„Generation A – Gut alt werden in Greven“
Senioren sind noch nicht gut vernetzt

Greven -

Ein Handlungskonzept zum Älterwerden in Greven erstellt das Amt für Arbeit und Soziales. Dabei sollen möglichst viele Aspekte berücksichtigt werden Ein Zwischenstand zu dem Konzept wurde jetzt im Sozialausschuss vorgestellt.

Freitag, 26.06.2020, 10:34 Uhr
Auch die Pflegeangebote für Senioren werden im dem Handlungskonzept „Gut alt werden in Greven“ in den Blick genommen.
Auch die Pflegeangebote für Senioren werden im dem Handlungskonzept „Gut alt werden in Greven“ in den Blick genommen. Foto: dpa

Den Sachstand zum Projekt „Generation A – Gut alt werden in Greven“ stellte Christa Kriete vom Amt für Arbeit und Soziales am Dienstagabend im Sozialausschuss vor. Aufgrund des Kontaktverbotes während der Corona-Pandemie, seien sie mit dem Handlungskonzept noch nicht so weit, wie ursprünglich geplant. Insgesamt sei jedoch festzuhalten, dass es sehr viele Angebote für ältere Menschen gebe, die allerdings noch nicht so gut vernetzt seien.

Steuerungsgruppe

Eine fachübergreifende Steuerungsgruppe sei gebildet worden, die sich um Handlungsfelder für das Konzept kümmere. Dazu gehören unter anderem die Bereiche Beratung und Information, Teilhabe, insbesondere an Freizeit- und Kulturveranstaltungen, der Bereich Mobilität und Infrastruktur, das Thema Gesundheit und Prävention und der große Block Wohnen. Geschaut werde, wo es bereits gute Handlungsfelder gebe und welche Maßnahmen geplant werden müssen, erläuterte Kriete.
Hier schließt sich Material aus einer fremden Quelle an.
//! Error types for instrumented test runs
//!
//! Centralized error handling using thiserror.

use std::time::Duration;

use thiserror::Error;

use instrumented_tests_build_engine::BuildError;
use instrumented_tests_emulator_bridge::{AdbError, AvdError, EmulatorError, PortError, ProcessStatus};

/// Why a lifecycle run failed
#[derive(Error, Debug)]
pub enum LifecycleError {
    #[error("Invalid configuration: {0}")]
    InvalidConfig(String),

    #[error("Tool unavailable: {0}")]
    ToolUnavailable(String),

    #[error("Failed to create AVD '{name}': {reason}")]
    ImageCreateFailed { name: String, reason: String },

    #[error("Failed to delete AVD: {0}")]
    ImageDeleteFailed(String),

    #[error("Failed to start emulator: {0}")]
    StartFailed(String),

    #[error("Emulator crashed while booting ({0})")]
    EmulatorCrashed(ProcessStatus),

    #[error("Emulator did not finish booting within {}s", .0.as_secs())]
    BootTimeout(Duration),

    #[error("Test task '{task}' failed (exit code {exit_code:?})")]
    TestTaskFailed { task: String, exit_code: Option<i32> },

    #[error("Run cancelled")]
    Cancelled,

    #[error("IO error: {0}")]
    Io(#[from] std::io::Error),
}

/// Result type alias for lifecycle operations
pub type Result<T> = std::result::Result<T, LifecycleError>;

impl LifecycleError {
    /// Whether the failure came from the device itself rather than tooling
    pub fn is_device_failure(&self) -> bool {
        matches!(
            self,
            LifecycleError::EmulatorCrashed(_) | LifecycleError::BootTimeout(_)
        )
    }

    /// Process exit code a CLI should report for this failure
    pub fn exit_code(&self) -> i32 {
        match self {
            LifecycleError::TestTaskFailed { .. } => 1,
            LifecycleError::InvalidConfig(_) => 2,
            LifecycleError::ToolUnavailable(_) => 3,
            LifecycleError::EmulatorCrashed(_) | LifecycleError::BootTimeout(_) => 4,
            LifecycleError::Cancelled => 130,
            _ => 5,
        }
    }

    /// Listing AVDs failed: the registry tool itself is unusable
    pub fn from_list(e: AvdError) -> Self {
        LifecycleError::ToolUnavailable(e.to_string())
    }

    /// Creating AVD `name` failed; anything but a missing avdmanager is a create failure
    pub fn from_create(name: &str, e: AvdError) -> Self {
        match e {
            AvdError::ManagerNotFound(_) => LifecycleError::ToolUnavailable(e.to_string()),
            AvdError::CreateFailed(reason) => LifecycleError::ImageCreateFailed {
                name: name.to_string(),
                reason,
            },
            other => LifecycleError::ImageCreateFailed {
                name: name.to_string(),
                reason: other.to_string(),
            },
        }
    }

    /// Deleting an AVD failed
    pub fn from_delete(e: AvdError) -> Self {
        match e {
            AvdError::ManagerNotFound(_) => LifecycleError::ToolUnavailable(e.to_string()),
            other => LifecycleError::ImageDeleteFailed(other.to_string()),
        }
    }
}

impl From<PortError> for LifecycleError {
    fn from(e: PortError) -> Self {
        LifecycleError::InvalidConfig(e.to_string())
    }
}

impl From<EmulatorError> for LifecycleError {
    fn from(e: EmulatorError) -> Self {
        match e {
            EmulatorError::NotFound(_) => LifecycleError::ToolUnavailable(e.to_string()),
            EmulatorError::StartFailed(msg) => LifecycleError::StartFailed(msg),
            EmulatorError::Io(io) => LifecycleError::StartFailed(io.to_string()),
        }
    }
}

impl From<AdbError> for LifecycleError {
    fn from(e: AdbError) -> Self {
        match e {
            AdbError::NotFound(_) => LifecycleError::ToolUnavailable(e.to_string()),
            AdbError::CommandFailed(_) => LifecycleError::ToolUnavailable(e.to_string()),
            AdbError::Io(io) => LifecycleError::Io(io),
        }
    }
}

impl From<BuildError> for LifecycleError {
    fn from(e: BuildError) -> Self {
        match e {
            BuildError::ToolchainNotFound(_) => LifecycleError::ToolUnavailable(e.to_string()),
            BuildError::ConfigError(msg) => LifecycleError::InvalidConfig(msg),
            BuildError::Io(io) => LifecycleError::Io(io),
        }
    }
}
Angedacht sei zudem, die Steuerungsgruppe durch politische Vertreter zu erweitern. Auch ein Bürgerworkshop sei geplant, aber aufgrund der Corona-Krise noch nicht terminiert. Zudem solle die Internetseite der Stadt zu diesen Themenfeldern überarbeitet werden.

Altersarmut

Thomas Hudalla von den Linken bat darum, auch das Thema Altersarmut mit in den Blick zu nehmen. Auch sollte es spezielle Angebote für Menschen mit Migrationshintergrund vor allem sogenannte Gastarbeiter geben, ergänzt ein Ausschussmitglied. Kriete berichtet, dass auch Befragungen von Senioren in das Handlungskonzept mit einfließen sollen, aber erst wenn keine Corona-Infektionsgefahr mehr bestehe.
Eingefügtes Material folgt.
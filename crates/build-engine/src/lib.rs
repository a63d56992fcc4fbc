//! Android Build Engine
//!
//! Runs the Gradle task that executes instrumented tests against one device.

pub mod config;
pub mod gradle_build;

pub use config::{parse_flags, TestTask, TestReport, DEFAULT_TEST_TASK};
pub use gradle_build::{GradleBuild, TestTaskRunner};

/// Build errors
#[derive(Debug, thiserror::Error)]
pub enum BuildError {
    #[error("Configuration error: {0}")]
    ConfigError(String),
    #[error("Toolchain not found: {0}")]
    ToolchainNotFound(String),
    #[error("IO error: {0}")]
    Io(#[from] std::io::Error),
}
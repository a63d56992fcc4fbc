//! instrumented-tests - Android instrumented tests on a throwaway emulator
//!
//! Every run gets a brand new AVD that is deleted again afterwards, so runs
//! never share device state.
//!
//! ## Architecture
//!
//! - `instrumented-tests-core`: lifecycle orchestration, configuration and errors
//! - `instrumented-tests-emulator-bridge`: avdmanager, emulator and adb wrappers
//! - `instrumented-tests-build-engine`: Gradle test task runner

#![warn(missing_docs)]
#![warn(clippy::all)]

pub mod commands;

// Re-export main components for library usage
pub use instrumented_tests_core as core;
pub use instrumented_tests_emulator_bridge as emulator;
pub use instrumented_tests_build_engine as build;

pub use instrumented_tests_core::{APP_NAME, VERSION};

/// Prelude module for convenient imports
pub mod prelude {
    pub use instrumented_tests_core::{LifecycleError, LifecycleResult, Orchestrator, RunConfig, Toolchain};
    pub use instrumented_tests_emulator_bridge::{AdbClient, AvdManager, EmulatorLauncher};
    pub use instrumented_tests_build_engine::{GradleBuild, TestReport, TestTask};
}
Schon vor der für Mitte 2021 geplanten Fertigstellung des Konzeptes werden einige Maßnahmen schon umgesetzt. Unter anderem werde in der Stadt nach „Stolperfallen“ für ältere Menschen gesucht. Außerdem soll das Projekt „Nette Toilette“ umgesetzt werden, bei dem Gastronomen erlauben, ihre WCs zu nutzen. „Beides Projekte, von denen nicht nur Senioren profitieren, betont Kriete, sondern auch Menschen mit Einschränkungen oder Eltern mit kleinen Kindern.